As we've been discussing on the boards for LIS 539, so much of LCSH depends on the context of the subject string, located with in the context of the record. This lack of context, or rather lack of explicit context, seems to be a continual issue in trying to move catalogs to be more in line with modern technology. Is it that the library community never dreamed of having to break thing apart? Is it that we, as a community, never dreamed that we could be supplanted as information leaders and thus took the reasonable step of saving time and energy by relying on our shared systems/methods/records to carry the burden of context? I doubt in that position I could have foretold the world in which libraries must function. But to see the same issue crop up again and again, it makes me wonder. As usual, I feel I've not spent enough time in the field to say "Well, let's scrap it and start again!" Scrapping LCSH would be a waste and LC does seem motivated to make significant changes when called on (adding a subdivision for form and fixing all of the inverted headings just to start). Still, it will be interesting to see where this all winds up as libraries seem to inch ever closer to the Semantic Web... whether we like it or not.

*******

I received an email today from a Vassar student asking me to contribute my memories of the Victorian Studies program towards a project she's developing in conjunction with the college's 150th anniversary. I have a Word doc open right now where I've been dumping my memories of the program. I can remember when I first decided I declared. I can remember my first end of the year dinner. I remember feeling relieved that the program had left me well prepared for my MA. I remember chiding actors for wearing white tube socks during a production of The Invention of Love. It's still strange to realize I've been out of Vassar for nearly 6 years and that I've been out of high school for nearly 10. It feels alternatively that so much and yet so little have happened in the intervening time.

And on that note, sleep.

Sunday, May 02, 2010

Mostly good...

Things are happening and I can't quite talk about them yet, but it's mostly good, somewhat migraine causing, but good.

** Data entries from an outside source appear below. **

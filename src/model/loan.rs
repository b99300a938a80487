use chrono::{DateTime, Utc};
use rust_decimal::Decimal;
use uuid::Uuid;

/// Caller-owned business fields of a loan.
///
/// Values of this type have passed request validation: every field is present
/// and inside its declared bounds.
#[derive(Debug, Clone, PartialEq)]
pub struct LoanFields {
    pub amount: Decimal,
    pub interest_rate: Decimal,
    pub length_in_months: i32,
    pub monthly_payment_amount: Decimal,
}

/// A persisted loan record.
#[derive(Debug, Clone, PartialEq)]
pub struct Loan {
    pub id: Uuid,
    pub amount: Decimal,
    pub interest_rate: Decimal,
    pub length_in_months: i32,
    pub monthly_payment_amount: Decimal,
    /// Optimistic concurrency token.
    pub version: i64,
    pub created_at: DateTime<Utc>,
    pub updated_at: DateTime<Utc>,
}

impl Loan {
    pub fn new(fields: LoanFields) -> Self {
        let now = Utc::now();
        Self {
            id: Uuid::new_v4(),
            amount: fields.amount,
            interest_rate: fields.interest_rate,
            length_in_months: fields.length_in_months,
            monthly_payment_amount: fields.monthly_payment_amount,
            version: 0,
            created_at: now,
            updated_at: now,
        }
    }

    /// Overwrite all business fields. Identity, version and creation time are
    /// left for the store to manage.
    pub fn replace_fields(&mut self, fields: LoanFields) {
        self.amount = fields.amount;
        self.interest_rate = fields.interest_rate;
        self.length_in_months = fields.length_in_months;
        self.monthly_payment_amount = fields.monthly_payment_amount;
    }

    pub fn fields(&self) -> LoanFields {
        LoanFields {
            amount: self.amount,
            interest_rate: self.interest_rate,
            length_in_months: self.length_in_months,
            monthly_payment_amount: self.monthly_payment_amount,
        }
    }
}
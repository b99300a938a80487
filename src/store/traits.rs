use crate::model::Loan;
use anyhow::Result;
use uuid::Uuid;

/// Result of a version-checked write.
#[derive(Debug, Clone, PartialEq)]
pub enum UpdateOutcome {
    /// The stored version matched; carries the record as committed.
    Applied(Loan),
    /// The stored version moved on (or the row vanished) since it was read.
    Conflict,
}

#[async_trait::async_trait]
pub trait LoanStore: Send + Sync {
    /// Insert a new record unconditionally and return it as stored
    async fn create(&self, loan: Loan) -> Result<Loan>;
    /// Get a record by id
    async fn find_by_id(&self, id: &Uuid) -> Result<Option<Loan>>;
    /// Replace the business fields of `loan` if the stored version still equals
    /// `loan.version`. On success the version is incremented by exactly one and
    /// `updated_at` refreshed.
    async fn update_if_version_matches(&self, loan: &Loan) -> Result<UpdateOutcome>;
}
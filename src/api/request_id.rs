//! Request correlation ids.
//!
//! Every inbound request gets an `X-Request-ID`: the caller's value when it is
//! a well-formed UUID, a fresh v4 UUID otherwise. The id is bound to the
//! request's task for the duration of the request (so log lines can pick it
//! up through [`current`]) and written back on the response whatever its
//! status.

use axum::extract::Request;
use axum::http::{HeaderName, HeaderValue};
use axum::middleware::Next;
use axum::response::Response;
use std::fmt;
use std::future::Future;
use uuid::Uuid;

pub const REQUEST_ID_HEADER: &str = "x-request-id";

static X_REQUEST_ID: HeaderName = HeaderName::from_static(REQUEST_ID_HEADER);

tokio::task_local! {
    static CURRENT_REQUEST_ID: RequestId;
}

/// A correlation id, always a syntactically valid UUID string.
#[derive(Debug, Clone, PartialEq, Eq)]
pub struct RequestId(String);

impl RequestId {
    pub fn generate() -> Self {
        Self(Uuid::new_v4().to_string())
    }

    /// Pick the id for a request from its inbound header value.
    ///
    /// Absent or blank values get a generated id. Values that do not parse as
    /// a UUID are logged and replaced, never echoed.
    pub fn establish(inbound: Option<&str>) -> Self {
        match inbound {
            None => Self::generate(),
            Some(value) if value.trim().is_empty() => Self::generate(),
            Some(value) if Uuid::try_parse(value).is_ok() => Self(value.to_string()),
            Some(value) => {
                let generated = Self::generate();
                log::warn!(
                    "Invalid X-Request-ID '{}' from client, replacing with {}",
                    value,
                    generated
                );
                generated
            }
        }
    }

    pub fn as_str(&self) -> &str {
        &self.0
    }

    fn header_value(&self) -> Option<HeaderValue> {
        HeaderValue::from_str(&self.0).ok()
    }
}

impl fmt::Display for RequestId {
    fn fmt(&self, f: &mut fmt::Formatter<'_>) -> fmt::Result {
        f.write_str(&self.0)
    }
}

/// Run `body` with `request_id` bound to the current task.
///
/// The binding is released when `body` completes, when it unwinds, and when
/// the returned future is dropped before completion. The output of `body` is
/// passed through untouched.
pub async fn scope<F>(request_id: RequestId, body: F) -> F::Output
where
    F: Future,
{
    CURRENT_REQUEST_ID.scope(request_id, body).await
}

/// The id bound to the calling task, if it is handling a request.
pub fn current() -> Option<RequestId> {
    CURRENT_REQUEST_ID.try_with(RequestId::clone).ok()
}

/// Outermost middleware: establishes the id, runs the rest of the stack inside
/// [`scope`], and stamps the id on the response.
pub async fn request_id_middleware(mut request: Request, next: Next) -> Response {
    let inbound = request
        .headers()
        .get(&X_REQUEST_ID)
        .map(|value| String::from_utf8_lossy(value.as_bytes()).into_owned());
    let request_id = RequestId::establish(inbound.as_deref());

    // Downstream extractors only ever see the validated id.
    if let Some(value) = request_id.header_value() {
        request.headers_mut().insert(X_REQUEST_ID.clone(), value);
    }

    let method = request.method().clone();
    let path = request.uri().path().to_string();

    let mut response = scope(request_id.clone(), async move {
        log::debug!("Request {} {}", method, path);
        next.run(request).await
    })
    .await;

    if let Some(value) = request_id.header_value() {
        response.headers_mut().insert(X_REQUEST_ID.clone(), value);
    }

    response
}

So in honor of the ebbing migraine and the fact that I'm nearly done with reading for the week, a list of things that are mostly good or good.



*Coffee and its migraine-fighting caffeine

*My Circ Students, especially the ones leaving me forever graduating today


*Finally understanding what this Semantic Web thing is and why it's a Big Deal

*Lacey coming home in less than a month!!!

*Maria, who is going to be the best Tech Services manager EVER!

*A day off on Monday

*That Husband Guy. He's pretty awesome.